━━━ Data for processing ━━━
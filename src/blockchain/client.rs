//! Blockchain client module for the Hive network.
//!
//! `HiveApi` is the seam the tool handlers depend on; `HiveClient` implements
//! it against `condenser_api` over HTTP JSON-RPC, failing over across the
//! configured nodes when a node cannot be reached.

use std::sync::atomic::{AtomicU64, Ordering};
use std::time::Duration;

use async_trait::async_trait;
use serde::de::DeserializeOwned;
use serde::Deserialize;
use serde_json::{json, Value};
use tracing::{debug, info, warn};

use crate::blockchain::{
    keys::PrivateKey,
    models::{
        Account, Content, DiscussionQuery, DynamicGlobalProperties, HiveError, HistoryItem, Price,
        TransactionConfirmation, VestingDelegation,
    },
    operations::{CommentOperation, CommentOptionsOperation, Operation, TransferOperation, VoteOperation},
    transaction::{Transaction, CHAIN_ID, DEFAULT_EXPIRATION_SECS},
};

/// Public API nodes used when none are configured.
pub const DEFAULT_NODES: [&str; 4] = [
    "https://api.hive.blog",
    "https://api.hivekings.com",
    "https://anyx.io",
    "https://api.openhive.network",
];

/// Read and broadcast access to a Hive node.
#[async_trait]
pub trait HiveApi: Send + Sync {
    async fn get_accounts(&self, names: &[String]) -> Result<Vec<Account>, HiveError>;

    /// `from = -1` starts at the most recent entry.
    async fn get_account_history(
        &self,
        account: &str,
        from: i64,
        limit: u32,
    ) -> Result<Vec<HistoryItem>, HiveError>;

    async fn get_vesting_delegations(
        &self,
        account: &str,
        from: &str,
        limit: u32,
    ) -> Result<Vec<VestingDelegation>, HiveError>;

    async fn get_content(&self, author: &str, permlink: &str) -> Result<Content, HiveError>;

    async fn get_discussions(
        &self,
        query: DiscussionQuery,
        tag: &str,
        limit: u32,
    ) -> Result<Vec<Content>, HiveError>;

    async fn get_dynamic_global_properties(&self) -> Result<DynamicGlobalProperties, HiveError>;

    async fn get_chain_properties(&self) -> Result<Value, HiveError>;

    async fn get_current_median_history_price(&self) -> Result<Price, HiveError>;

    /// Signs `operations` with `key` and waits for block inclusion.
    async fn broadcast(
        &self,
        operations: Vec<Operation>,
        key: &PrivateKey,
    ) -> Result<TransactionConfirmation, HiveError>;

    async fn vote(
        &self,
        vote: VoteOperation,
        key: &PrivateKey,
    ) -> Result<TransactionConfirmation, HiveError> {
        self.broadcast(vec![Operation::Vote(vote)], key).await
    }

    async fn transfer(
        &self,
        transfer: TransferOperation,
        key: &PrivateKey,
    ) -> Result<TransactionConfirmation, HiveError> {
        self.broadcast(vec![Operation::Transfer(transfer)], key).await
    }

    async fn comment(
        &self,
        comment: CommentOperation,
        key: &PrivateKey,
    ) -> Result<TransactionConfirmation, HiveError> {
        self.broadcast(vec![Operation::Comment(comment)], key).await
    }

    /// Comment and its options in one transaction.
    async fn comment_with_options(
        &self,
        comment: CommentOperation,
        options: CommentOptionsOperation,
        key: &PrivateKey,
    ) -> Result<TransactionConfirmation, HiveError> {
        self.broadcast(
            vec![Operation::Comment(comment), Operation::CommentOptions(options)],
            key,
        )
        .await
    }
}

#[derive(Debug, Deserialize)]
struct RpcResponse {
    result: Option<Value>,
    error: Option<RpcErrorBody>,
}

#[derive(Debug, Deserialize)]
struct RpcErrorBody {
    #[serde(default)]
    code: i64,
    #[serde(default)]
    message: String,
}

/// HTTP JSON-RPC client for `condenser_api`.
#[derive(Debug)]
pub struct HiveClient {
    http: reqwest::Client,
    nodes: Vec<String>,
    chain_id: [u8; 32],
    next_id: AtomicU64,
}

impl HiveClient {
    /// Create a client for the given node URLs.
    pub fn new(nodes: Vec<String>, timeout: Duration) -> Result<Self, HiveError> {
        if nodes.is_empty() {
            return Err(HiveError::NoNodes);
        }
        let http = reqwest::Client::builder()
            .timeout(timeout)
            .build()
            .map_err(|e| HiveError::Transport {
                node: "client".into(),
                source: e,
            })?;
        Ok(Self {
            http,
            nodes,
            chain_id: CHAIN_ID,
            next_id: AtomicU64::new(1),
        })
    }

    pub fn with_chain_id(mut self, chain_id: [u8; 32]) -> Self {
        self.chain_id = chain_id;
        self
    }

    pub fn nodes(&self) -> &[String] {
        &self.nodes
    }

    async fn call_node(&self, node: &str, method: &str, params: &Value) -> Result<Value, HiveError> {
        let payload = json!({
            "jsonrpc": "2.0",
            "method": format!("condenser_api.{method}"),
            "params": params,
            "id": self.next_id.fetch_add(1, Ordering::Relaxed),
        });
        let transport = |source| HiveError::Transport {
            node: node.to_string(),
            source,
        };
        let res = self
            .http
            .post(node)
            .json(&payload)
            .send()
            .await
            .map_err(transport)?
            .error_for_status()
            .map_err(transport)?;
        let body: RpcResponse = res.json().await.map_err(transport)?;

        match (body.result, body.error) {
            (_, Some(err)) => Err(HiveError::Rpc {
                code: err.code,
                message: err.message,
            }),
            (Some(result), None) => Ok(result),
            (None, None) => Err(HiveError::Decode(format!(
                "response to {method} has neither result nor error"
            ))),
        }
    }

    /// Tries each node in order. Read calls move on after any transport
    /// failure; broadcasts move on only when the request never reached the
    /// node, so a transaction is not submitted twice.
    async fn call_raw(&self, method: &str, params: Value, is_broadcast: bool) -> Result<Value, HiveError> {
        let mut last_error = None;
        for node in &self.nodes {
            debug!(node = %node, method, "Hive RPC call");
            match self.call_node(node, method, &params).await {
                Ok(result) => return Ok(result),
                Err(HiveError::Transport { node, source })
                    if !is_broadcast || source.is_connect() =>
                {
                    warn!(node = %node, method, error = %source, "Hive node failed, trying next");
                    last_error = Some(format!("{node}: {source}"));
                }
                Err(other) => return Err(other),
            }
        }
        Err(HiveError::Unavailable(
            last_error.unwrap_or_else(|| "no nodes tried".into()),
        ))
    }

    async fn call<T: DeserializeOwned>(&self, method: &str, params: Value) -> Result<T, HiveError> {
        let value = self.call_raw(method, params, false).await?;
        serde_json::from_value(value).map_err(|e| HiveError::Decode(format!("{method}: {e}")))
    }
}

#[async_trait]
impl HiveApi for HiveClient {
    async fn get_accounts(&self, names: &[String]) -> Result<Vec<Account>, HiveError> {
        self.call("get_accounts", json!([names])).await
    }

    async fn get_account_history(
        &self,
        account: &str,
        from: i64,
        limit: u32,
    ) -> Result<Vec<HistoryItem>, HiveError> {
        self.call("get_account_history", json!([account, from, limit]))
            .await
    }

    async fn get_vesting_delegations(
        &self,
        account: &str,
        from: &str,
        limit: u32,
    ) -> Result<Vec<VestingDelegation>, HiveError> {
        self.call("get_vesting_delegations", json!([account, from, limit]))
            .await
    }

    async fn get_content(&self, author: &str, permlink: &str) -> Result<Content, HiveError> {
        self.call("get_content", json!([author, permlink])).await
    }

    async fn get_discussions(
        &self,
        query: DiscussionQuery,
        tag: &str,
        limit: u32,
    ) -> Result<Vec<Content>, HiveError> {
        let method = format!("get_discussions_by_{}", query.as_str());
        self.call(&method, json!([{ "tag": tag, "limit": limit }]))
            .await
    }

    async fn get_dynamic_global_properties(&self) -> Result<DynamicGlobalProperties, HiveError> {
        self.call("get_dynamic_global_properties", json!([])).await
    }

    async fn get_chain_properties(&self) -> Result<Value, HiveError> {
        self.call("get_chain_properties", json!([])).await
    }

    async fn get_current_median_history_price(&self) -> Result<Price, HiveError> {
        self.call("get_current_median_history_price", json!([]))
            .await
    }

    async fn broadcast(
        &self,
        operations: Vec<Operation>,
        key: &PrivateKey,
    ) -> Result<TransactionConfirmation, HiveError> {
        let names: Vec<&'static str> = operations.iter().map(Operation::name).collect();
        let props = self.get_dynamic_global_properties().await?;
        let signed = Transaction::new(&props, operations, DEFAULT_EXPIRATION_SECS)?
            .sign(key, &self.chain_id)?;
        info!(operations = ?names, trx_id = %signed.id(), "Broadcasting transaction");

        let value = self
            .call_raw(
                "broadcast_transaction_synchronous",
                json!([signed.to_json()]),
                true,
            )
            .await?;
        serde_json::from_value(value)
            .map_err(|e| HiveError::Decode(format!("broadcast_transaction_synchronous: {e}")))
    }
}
━━━
━━━ Data for processing ━━━
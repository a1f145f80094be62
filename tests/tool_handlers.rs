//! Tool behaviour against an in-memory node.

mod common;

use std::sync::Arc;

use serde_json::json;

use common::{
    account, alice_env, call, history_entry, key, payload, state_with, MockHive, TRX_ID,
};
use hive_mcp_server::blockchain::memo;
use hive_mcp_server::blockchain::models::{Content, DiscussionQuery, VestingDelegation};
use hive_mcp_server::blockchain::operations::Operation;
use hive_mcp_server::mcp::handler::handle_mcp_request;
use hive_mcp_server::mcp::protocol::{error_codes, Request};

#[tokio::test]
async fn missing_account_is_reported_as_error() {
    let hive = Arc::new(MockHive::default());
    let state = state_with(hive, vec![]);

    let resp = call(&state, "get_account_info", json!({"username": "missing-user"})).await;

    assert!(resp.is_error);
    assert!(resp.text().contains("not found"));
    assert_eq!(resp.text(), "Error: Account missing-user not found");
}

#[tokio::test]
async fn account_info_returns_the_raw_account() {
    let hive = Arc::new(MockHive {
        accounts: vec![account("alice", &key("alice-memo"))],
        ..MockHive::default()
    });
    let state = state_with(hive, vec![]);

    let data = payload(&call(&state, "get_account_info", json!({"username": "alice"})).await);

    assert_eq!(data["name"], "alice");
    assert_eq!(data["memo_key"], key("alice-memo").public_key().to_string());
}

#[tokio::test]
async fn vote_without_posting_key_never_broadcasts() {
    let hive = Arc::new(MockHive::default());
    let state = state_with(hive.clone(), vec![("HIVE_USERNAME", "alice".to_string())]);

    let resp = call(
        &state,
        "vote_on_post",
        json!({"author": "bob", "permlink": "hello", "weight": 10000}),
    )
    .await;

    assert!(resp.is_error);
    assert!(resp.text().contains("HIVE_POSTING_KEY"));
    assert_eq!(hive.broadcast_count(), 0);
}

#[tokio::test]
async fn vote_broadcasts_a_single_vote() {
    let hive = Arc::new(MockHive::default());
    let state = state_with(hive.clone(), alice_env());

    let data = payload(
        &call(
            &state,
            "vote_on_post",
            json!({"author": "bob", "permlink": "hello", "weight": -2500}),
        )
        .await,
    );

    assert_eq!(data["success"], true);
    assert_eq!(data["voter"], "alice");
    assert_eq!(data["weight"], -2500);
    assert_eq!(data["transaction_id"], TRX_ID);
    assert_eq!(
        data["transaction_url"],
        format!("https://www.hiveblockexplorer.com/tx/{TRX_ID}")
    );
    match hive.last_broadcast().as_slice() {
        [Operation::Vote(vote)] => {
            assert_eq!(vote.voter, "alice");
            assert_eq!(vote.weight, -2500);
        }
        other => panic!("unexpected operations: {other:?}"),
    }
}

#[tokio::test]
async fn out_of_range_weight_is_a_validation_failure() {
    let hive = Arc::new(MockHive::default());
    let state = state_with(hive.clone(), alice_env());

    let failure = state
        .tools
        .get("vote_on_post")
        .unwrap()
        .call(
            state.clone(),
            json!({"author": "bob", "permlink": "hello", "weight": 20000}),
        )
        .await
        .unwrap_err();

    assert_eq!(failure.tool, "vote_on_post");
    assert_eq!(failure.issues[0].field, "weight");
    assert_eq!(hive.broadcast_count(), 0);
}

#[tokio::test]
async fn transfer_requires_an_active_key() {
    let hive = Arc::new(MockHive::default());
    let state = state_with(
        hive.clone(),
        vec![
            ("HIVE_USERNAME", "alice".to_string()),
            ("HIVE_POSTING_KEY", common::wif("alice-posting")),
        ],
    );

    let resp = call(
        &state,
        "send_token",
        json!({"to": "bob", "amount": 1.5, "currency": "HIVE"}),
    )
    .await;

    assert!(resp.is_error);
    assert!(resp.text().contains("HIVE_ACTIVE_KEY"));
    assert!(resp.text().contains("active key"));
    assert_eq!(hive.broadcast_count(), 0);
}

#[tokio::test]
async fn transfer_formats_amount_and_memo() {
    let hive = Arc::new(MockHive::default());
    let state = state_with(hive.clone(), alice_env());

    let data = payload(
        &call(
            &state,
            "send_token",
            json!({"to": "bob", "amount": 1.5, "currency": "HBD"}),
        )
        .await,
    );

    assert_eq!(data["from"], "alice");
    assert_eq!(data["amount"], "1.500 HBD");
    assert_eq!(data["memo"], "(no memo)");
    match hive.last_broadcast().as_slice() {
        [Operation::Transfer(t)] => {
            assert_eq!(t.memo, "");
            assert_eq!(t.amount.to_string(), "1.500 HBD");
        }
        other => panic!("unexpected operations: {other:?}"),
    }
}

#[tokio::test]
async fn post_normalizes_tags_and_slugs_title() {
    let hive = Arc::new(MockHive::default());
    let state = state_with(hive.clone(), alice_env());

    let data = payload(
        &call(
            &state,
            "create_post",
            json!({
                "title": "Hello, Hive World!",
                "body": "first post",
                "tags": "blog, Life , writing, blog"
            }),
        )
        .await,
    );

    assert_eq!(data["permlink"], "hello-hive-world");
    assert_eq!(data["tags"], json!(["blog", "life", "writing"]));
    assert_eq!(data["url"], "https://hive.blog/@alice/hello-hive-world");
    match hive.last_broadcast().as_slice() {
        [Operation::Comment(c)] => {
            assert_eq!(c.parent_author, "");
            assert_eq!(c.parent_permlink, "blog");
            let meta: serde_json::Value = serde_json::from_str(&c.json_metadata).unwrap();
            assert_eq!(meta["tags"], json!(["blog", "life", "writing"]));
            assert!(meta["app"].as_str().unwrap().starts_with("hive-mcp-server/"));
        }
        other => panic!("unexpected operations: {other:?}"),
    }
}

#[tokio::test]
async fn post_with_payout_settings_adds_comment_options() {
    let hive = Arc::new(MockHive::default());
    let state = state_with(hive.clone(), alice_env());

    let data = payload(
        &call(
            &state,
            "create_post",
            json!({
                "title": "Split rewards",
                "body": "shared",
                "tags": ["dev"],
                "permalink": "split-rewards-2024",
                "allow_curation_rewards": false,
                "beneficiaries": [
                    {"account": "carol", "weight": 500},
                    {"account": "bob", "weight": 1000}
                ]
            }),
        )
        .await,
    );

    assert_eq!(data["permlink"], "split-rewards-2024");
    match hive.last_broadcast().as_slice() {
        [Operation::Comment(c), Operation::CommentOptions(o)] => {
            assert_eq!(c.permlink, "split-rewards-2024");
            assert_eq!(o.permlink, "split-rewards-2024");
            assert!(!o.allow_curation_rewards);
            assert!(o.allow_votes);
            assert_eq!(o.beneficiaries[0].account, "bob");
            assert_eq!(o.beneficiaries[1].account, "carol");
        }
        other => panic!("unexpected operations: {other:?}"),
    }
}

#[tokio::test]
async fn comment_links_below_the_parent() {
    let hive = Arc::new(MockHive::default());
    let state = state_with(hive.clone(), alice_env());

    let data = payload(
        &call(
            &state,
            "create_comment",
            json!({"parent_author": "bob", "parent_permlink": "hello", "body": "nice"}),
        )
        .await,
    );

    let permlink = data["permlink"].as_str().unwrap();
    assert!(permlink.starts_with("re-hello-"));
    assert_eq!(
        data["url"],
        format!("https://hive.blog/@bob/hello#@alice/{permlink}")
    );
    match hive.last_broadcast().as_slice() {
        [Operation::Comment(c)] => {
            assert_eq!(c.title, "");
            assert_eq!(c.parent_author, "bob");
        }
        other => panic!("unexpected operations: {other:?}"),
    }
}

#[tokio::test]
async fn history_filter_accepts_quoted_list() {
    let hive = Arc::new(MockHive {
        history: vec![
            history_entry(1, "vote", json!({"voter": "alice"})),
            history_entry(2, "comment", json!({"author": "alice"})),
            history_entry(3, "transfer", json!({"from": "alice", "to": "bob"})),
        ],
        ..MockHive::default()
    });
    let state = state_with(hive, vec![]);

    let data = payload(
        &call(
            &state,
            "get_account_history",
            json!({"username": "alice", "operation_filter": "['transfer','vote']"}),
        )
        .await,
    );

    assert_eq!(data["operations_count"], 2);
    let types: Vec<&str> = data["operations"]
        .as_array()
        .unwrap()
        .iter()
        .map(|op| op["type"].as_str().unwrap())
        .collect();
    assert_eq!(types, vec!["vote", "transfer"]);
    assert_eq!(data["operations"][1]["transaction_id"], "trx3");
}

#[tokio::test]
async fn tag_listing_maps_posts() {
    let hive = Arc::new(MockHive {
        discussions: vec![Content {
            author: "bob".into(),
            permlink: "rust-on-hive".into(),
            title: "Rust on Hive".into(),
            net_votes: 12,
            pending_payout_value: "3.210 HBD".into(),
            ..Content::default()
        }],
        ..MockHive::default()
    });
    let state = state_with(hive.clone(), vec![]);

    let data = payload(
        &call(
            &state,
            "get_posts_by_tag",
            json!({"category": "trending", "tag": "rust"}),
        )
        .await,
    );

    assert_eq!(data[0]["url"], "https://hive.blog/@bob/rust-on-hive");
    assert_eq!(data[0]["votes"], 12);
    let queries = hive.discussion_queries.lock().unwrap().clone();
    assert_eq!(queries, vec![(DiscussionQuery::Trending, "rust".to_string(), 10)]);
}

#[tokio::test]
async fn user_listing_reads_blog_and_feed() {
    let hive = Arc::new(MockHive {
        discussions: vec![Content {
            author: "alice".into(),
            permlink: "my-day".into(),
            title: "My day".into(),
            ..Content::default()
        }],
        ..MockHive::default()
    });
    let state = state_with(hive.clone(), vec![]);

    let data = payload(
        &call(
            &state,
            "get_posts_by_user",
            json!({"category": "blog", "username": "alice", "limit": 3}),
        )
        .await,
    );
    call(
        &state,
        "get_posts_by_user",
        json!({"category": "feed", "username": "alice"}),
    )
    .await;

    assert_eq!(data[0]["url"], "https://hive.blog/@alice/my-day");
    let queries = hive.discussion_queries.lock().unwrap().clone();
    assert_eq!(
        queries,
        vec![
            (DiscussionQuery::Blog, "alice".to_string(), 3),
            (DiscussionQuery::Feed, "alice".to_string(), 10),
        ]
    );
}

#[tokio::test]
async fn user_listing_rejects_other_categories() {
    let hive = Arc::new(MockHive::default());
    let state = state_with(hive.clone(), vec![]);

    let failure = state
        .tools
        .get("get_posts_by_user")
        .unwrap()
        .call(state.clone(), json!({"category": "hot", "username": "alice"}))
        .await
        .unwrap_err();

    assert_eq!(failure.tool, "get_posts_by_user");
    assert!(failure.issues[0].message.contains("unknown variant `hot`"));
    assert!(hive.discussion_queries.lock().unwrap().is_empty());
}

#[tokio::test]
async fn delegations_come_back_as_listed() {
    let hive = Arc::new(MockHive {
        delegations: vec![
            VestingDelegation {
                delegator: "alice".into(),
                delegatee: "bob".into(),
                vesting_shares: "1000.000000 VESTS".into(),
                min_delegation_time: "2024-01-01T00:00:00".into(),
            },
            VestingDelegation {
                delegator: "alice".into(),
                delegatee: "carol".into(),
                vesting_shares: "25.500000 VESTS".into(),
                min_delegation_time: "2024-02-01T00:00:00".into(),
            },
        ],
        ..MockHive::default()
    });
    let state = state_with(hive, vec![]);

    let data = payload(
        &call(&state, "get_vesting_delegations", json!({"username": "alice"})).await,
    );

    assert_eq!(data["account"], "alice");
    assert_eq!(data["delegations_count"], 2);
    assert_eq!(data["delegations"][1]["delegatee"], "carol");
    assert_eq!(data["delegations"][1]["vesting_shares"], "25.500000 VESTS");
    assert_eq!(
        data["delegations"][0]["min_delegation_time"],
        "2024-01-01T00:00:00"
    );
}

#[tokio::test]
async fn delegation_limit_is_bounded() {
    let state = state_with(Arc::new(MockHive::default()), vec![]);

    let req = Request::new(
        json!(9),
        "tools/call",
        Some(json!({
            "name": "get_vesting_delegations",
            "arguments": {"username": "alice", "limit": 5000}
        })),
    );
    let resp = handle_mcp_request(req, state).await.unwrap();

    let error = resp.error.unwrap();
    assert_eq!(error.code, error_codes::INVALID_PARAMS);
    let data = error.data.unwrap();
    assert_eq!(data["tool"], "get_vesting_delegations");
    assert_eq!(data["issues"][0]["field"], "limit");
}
━━━
Whenever the word "types" appears in a line above, copy that line.

    let types: Vec<&str> = data["operations"]
    assert_eq!(types, vec!["vote", "transfer"]);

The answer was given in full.